Flex Logix used the interconnect technology from their eFPGA offering and added what they call nnMAX inferencing clusters to create the new devices. The company claims much higher throughput/watt than existing solutions, particularly at low batch sizes – common in

edge applications where there is typically only one camera/sensor. Flex Logix says the InferX X1’s performance at small batch sizes is “close to data center inference boards and is

optimized for large models that need 100s of billions of operations per image. For YOLOv3 real time object recognition, InferX X1 processes 12.7 frames/second of 2 megapixel

images at batch size = 1. Performance is roughly linear with image size, so frame rate

approximately doubles for a 1 megapixel image. This is with a single DRAM.”

InferX X1 will be offered as chips for edge devices and on half-height, half-length PCIe cards for edge servers and gateways, as well as via IP for companies developing their own ASICs/SoCs. The X1 chip consists of four tiles, and each tile includes 1,024 MAC units operating at 1.067 Ghz and 2MB of on-chip SRAM. Data feeds in via the ArrayLINX interconnect into the top of the nnMax cluster stack. The devices use partial reconfiguration to change the routing configuration layer-by-layer while pulling in new weights from DRAM. At speed, this takes only a microsecond.
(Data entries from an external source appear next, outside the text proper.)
//! Integration tests for the crawler
//!
//! These tests use wiremock to create mock HTTP servers and test the full
//! generate, serialize and store cycle end-to-end.

use sitemap_crawler::config::Config;
use sitemap_crawler::crawler::{CrawlEngine, CrawlOptions, DeviceProfile, HttpFetcher};
use sitemap_crawler::sitemap::read_locations;
use sitemap_crawler::storage::{SitemapStore, SqliteStorage};
use sitemap_crawler::{CrawlRequest, SitemapError, SitemapService};
use std::collections::HashSet;
use std::time::Duration;
use wiremock::matchers::{method, path};
use wiremock::{Mock, MockServer, ResponseTemplate};

/// Creates a test configuration with no politeness delay
fn create_test_config(db_path: &str) -> Config {
    let mut config = Config::default();
    config.crawler.request_delay = 0;
    config.crawler.request_timeout = 2_000;
    config.output.database_path = db_path.to_string();
    config
}

fn html(links: &[String]) -> String {
    let anchors: String = links
        .iter()
        .map(|href| format!(r#"<a href="{}">link</a>"#, href))
        .collect();
    format!("<html><head><title>Page</title></head><body>{}</body></html>", anchors)
}

async fn mount_page(server: &MockServer, page_path: &str, links: &[String]) {
    Mock::given(method("GET"))
        .and(path(page_path))
        .respond_with(
            ResponseTemplate::new(200)
                .set_body_string(html(links))
                .insert_header("content-type", "text/html"),
        )
        .mount(server)
        .await;
}

#[tokio::test]
async fn test_full_generation_is_stored() {
    let mock_server = MockServer::start().await;
    let base_url = mock_server.uri();

    mount_page(
        &mock_server,
        "/",
        &[format!("{}/page1", base_url), "/page2".to_string()],
    )
    .await;
    mount_page(&mock_server, "/page1", &["/page1/child".to_string()]).await;
    mount_page(&mock_server, "/page2", &[]).await;
    mount_page(&mock_server, "/page1/child", &[]).await;

    let temp_dir = tempfile::tempdir().unwrap();
    let db_path = temp_dir.path().join("sitemaps.db");
    let config = create_test_config(db_path.to_str().unwrap());

    let service = SitemapService::new(config, "test-hash")
        .with_storage(SqliteStorage::new(&db_path).unwrap());

    let root = format!("{}/", base_url);
    let generated = service.generate(CrawlRequest::new(root.clone())).await.unwrap();

    let urls: HashSet<_> = generated.records.iter().map(|r| r.url.clone()).collect();
    assert!(urls.contains(&root));
    assert!(urls.contains(&format!("{}/page1", base_url)));
    assert!(urls.contains(&format!("{}/page2", base_url)));
    assert!(urls.contains(&format!("{}/page1/child", base_url)));
    assert_eq!(generated.urls_count(), 4);
    assert_eq!(generated.failed_fetches, 0);

    let id = service.persist(&generated).unwrap();
    drop(service);

    // Reopen the database to make sure the sitemap was durably written
    let storage = SqliteStorage::new(&db_path).unwrap();
    let stored = storage.get_sitemap(id).unwrap();
    assert_eq!(stored.website_url, root);
    assert_eq!(stored.device_type, "desktop");
    assert_eq!(stored.urls_count, 4);
    assert_eq!(stored.config_hash, "test-hash");

    let locations = read_locations(&stored.sitemap_xml).unwrap();
    let expected: Vec<_> = generated.records.iter().map(|r| r.url.clone()).collect();
    assert_eq!(locations, expected);
}

#[tokio::test]
async fn test_other_origin_never_requested() {
    let site = MockServer::start().await;
    let elsewhere = MockServer::start().await;

    mount_page(
        &site,
        "/",
        &["/local".to_string(), format!("{}/remote", elsewhere.uri())],
    )
    .await;
    mount_page(&site, "/local", &[]).await;

    Mock::given(method("GET"))
        .respond_with(ResponseTemplate::new(200).set_body_string(html(&[])))
        .expect(0)
        .mount(&elsewhere)
        .await;

    let service = SitemapService::new(create_test_config("unused.db"), "hash");
    let generated = service
        .generate(CrawlRequest::new(format!("{}/", site.uri())))
        .await
        .unwrap();

    assert!(generated
        .records
        .iter()
        .all(|r| r.url.starts_with(&site.uri())));
    assert_eq!(generated.urls_count(), 2);
}

#[tokio::test]
async fn test_crawl_with_depth_limit() {
    let mock_server = MockServer::start().await;

    mount_page(&mock_server, "/", &["/level1".to_string()]).await;
    mount_page(&mock_server, "/level1", &["/level2".to_string()]).await;

    Mock::given(method("GET"))
        .and(path("/level2"))
        .respond_with(ResponseTemplate::new(200).set_body_string(html(&[])))
        .expect(0)
        .mount(&mock_server)
        .await;

    let service = SitemapService::new(create_test_config("unused.db"), "hash");
    let generated = service
        .generate(CrawlRequest::new(format!("{}/", mock_server.uri())).with_max_depth(1))
        .await
        .unwrap();

    let urls: Vec<_> = generated.records.iter().map(|r| r.url.as_str()).collect();
    let level1 = format!("{}/level1", mock_server.uri());
    let level2 = format!("{}/level2", mock_server.uri());
    let root = format!("{}/", mock_server.uri());
    // The deepest fetched page still lists its links, it just isn't descended into
    assert_eq!(urls, vec![level1.as_str(), root.as_str(), level2.as_str()]);
    let priorities: Vec<f64> = generated.records.iter().map(|r| r.priority).collect();
    assert_eq!(priorities, vec![1.0, 1.0, 0.6]);
}

#[tokio::test]
async fn test_fan_out_limits_requests() {
    let mock_server = MockServer::start().await;

    let links: Vec<String> = (0..15).map(|i| format!("/p{}", i)).collect();
    mount_page(&mock_server, "/", &links).await;
    for link in &links {
        mount_page(&mock_server, link, &[]).await;
    }

    let fetcher = HttpFetcher::new(DeviceProfile::Android, Duration::from_secs(2)).unwrap();
    let engine = CrawlEngine::new(
        fetcher,
        CrawlOptions {
            max_depth: 1,
            max_links_per_page: 10,
            request_delay: Duration::ZERO,
            budget: None,
            ..CrawlOptions::default()
        },
    );
    let result = engine.crawl(&format!("{}/", mock_server.uri())).await;

    let requests = mock_server.received_requests().await.unwrap();
    assert_eq!(requests.len(), 11);
    assert_eq!(result.len(), 16);
    assert_eq!(result.pages_fetched, 11);
}

#[tokio::test]
async fn test_unreachable_root_yields_empty_sitemap() {
    let mock_server = MockServer::start().await;
    Mock::given(method("GET"))
        .respond_with(ResponseTemplate::new(500))
        .mount(&mock_server)
        .await;

    let service = SitemapService::new(create_test_config("unused.db"), "hash");
    let generated = service
        .generate(CrawlRequest::new(mock_server.uri()))
        .await
        .unwrap();

    assert_eq!(generated.urls_count(), 0);
    assert!(generated.is_partial());
    assert!(generated.sitemap_xml.contains("<urlset"));
    assert!(read_locations(&generated.sitemap_xml).unwrap().is_empty());
}

#[tokio::test]
async fn test_broken_child_does_not_abort_crawl() {
    let mock_server = MockServer::start().await;

    mount_page(
        &mock_server,
        "/",
        &["/gone".to_string(), "/fine".to_string()],
    )
    .await;
    mount_page(&mock_server, "/fine", &["/fine/deeper".to_string()]).await;
    mount_page(&mock_server, "/fine/deeper", &[]).await;
    Mock::given(method("GET"))
        .and(path("/gone"))
        .respond_with(ResponseTemplate::new(404))
        .mount(&mock_server)
        .await;

    let service = SitemapService::new(create_test_config("unused.db"), "hash");
    let generated = service
        .generate(CrawlRequest::new(format!("{}/", mock_server.uri())))
        .await
        .unwrap();

    assert_eq!(generated.failed_fetches, 1);
    assert!(generated
        .records
        .iter()
        .any(|r| r.url == format!("{}/fine/deeper", mock_server.uri())));
}

async fn slow_page_server(delay: Duration) -> MockServer {
    let server = MockServer::start().await;
    for page in ["/a", "/b"] {
        Mock::given(method("GET"))
            .and(path(page))
            .respond_with(
                ResponseTemplate::new(200)
                    .set_body_string(html(&[]))
                    .set_delay(delay),
            )
            .mount(&server)
            .await;
    }
    server
}

/// Runs two single-page generations at once and returns how long both took
async fn time_two_generations(server: &MockServer, max_concurrent_crawls: usize) -> Duration {
    let mut config = create_test_config("unused.db");
    config.crawler.max_concurrent_crawls = max_concurrent_crawls;
    let service = std::sync::Arc::new(SitemapService::new(config, "hash"));

    let started = std::time::Instant::now();
    let crawls: Vec<_> = ["/a", "/b"]
        .into_iter()
        .map(|page| {
            let service = service.clone();
            let url = format!("{}{}", server.uri(), page);
            tokio::spawn(async move { service.generate(CrawlRequest::new(url)).await })
        })
        .collect();
    for crawl in crawls {
        assert_eq!(crawl.await.unwrap().unwrap().urls_count(), 1);
    }
    let elapsed = started.elapsed();

    assert_eq!(service.limiter().available(), max_concurrent_crawls);
    elapsed
}

#[tokio::test]
async fn test_concurrent_generations_share_limiter() {
    let delay = Duration::from_millis(500);
    let server = slow_page_server(delay).await;

    // One slot: the second crawl only starts once the first has finished
    let serialized = time_two_generations(&server, 1).await;
    assert!(
        serialized >= delay * 2,
        "crawls overlapped: both finished in {:?}",
        serialized
    );
}

#[tokio::test]
async fn test_limiter_allows_parallel_crawls_up_to_capacity() {
    let delay = Duration::from_millis(500);
    let server = slow_page_server(delay).await;

    let parallel = time_two_generations(&server, 2).await;
    assert!(parallel >= delay);
    assert!(
        parallel < delay * 2,
        "crawls did not overlap: took {:?}",
        parallel
    );
}

#[tokio::test]
async fn test_budget_returns_partial_result() {
    let mock_server = MockServer::start().await;
    mount_page(&mock_server, "/", &["/slow".to_string(), "/other".to_string()]).await;
    Mock::given(method("GET"))
        .and(path("/slow"))
        .respond_with(
            ResponseTemplate::new(200)
                .set_body_string(html(&[]))
                .set_delay(Duration::from_millis(1_500)),
        )
        .mount(&mock_server)
        .await;
    mount_page(&mock_server, "/other", &[]).await;

    let fetcher = HttpFetcher::new(DeviceProfile::Desktop, Duration::from_secs(5)).unwrap();
    let engine = CrawlEngine::new(
        fetcher,
        CrawlOptions {
            max_depth: 1,
            max_links_per_page: 10,
            request_delay: Duration::ZERO,
            budget: Some(Duration::from_secs(1)),
            ..CrawlOptions::default()
        },
    );
    let result = engine.crawl(&format!("{}/", mock_server.uri())).await;

    assert!(result.budget_exhausted);
    assert!(result.is_partial());
    // Records from the root page survive
    assert_eq!(result.len(), 3);
    // The sibling after the slow page was never started
    let requests = mock_server.received_requests().await.unwrap();
    assert!(!requests.iter().any(|r| r.url.path() == "/other"));
}

#[tokio::test]
async fn test_invalid_url_is_rejected_before_crawling() {
    let service = SitemapService::new(create_test_config("unused.db"), "hash");
    let result = service.generate(CrawlRequest::new("not-a-url")).await;
    assert!(matches!(result, Err(SitemapError::InvalidRootUrl { .. })));
}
Flex Logix says that they have hidden the complexity of the FPGA underpinnings from the user, and that end users will not need to learn or use any FPGA development tools.

Their software stack includes the “nnMAX Compiler,” which accepts models from TensorFlow Lite or ONNX, and the engine supports integer 8 and 16, and bfloat 16 data types. The software will automatically cast between these types to achieve the required precision and performance, and then automatically generate the required configuration bitstream. This means that models can be run at full precision to get up and running quickly, and optimized, quantized models can be swapped in later for better performance. Winograd transformations (with 12-bit accuracy) are used for integer 8 mode, giving more than 2x speedup for those operations. Numerics can be mixed in each layer, allowing optimization with integer types to be combined with selective use of floating point for accuracy.

The goal of the Flex Logix architecture is to minimize power consumption by reducing movement of data via the FPGA-style interconnect. With on-chip SRAM, the demands on off-chip DRAM memory are much smaller, with corresponding improvements in performance and power consumption. The new chips are fabricated in TSMC 16nm FinFET technology, which has outstanding static and dynamic power characteristics, further boosting X1’s prowess in edge applications. A single InferX X1 chip, with 4 tiles totaling 4,096 MACs, could hit a theoretical peak throughput of 8.5 TOPS. X1 chips are designed to be efficiently daisy-chained for larger models and higher throughput.

Flex Logix says nnMAX is in development now and will be available for integration in SoCs by Q3 2019. The stand-alone InferX X1 will tape-out in Q3 2019, and samples of chips and PCIe boards will be available shortly after.

The move to selling silicon is a leap for Flex Logix, who has made their living so far as a supplier of FPGA IP, but the exercise of developing and shipping their own silicon is likely to complement their IP business well. This also opens an entirely new class of customer for the company, as they have historically focused on organizations with the wherewithal to develop their own custom ICs, and shipping stand-alone chips addresses an entirely new and larger domain of end users. The company’s sales and support structures will have to evolve to handle the challenge of this new, larger customer pool.

While benchmark results are impressive and Flex Logix has a good reputation as a savvy startup, it is too early to predict any long-term winners in this fast-moving market. With so many companies developing AI inference solutions, we expect to be bombarded with competing claims over the coming months. It will be interesting to watch.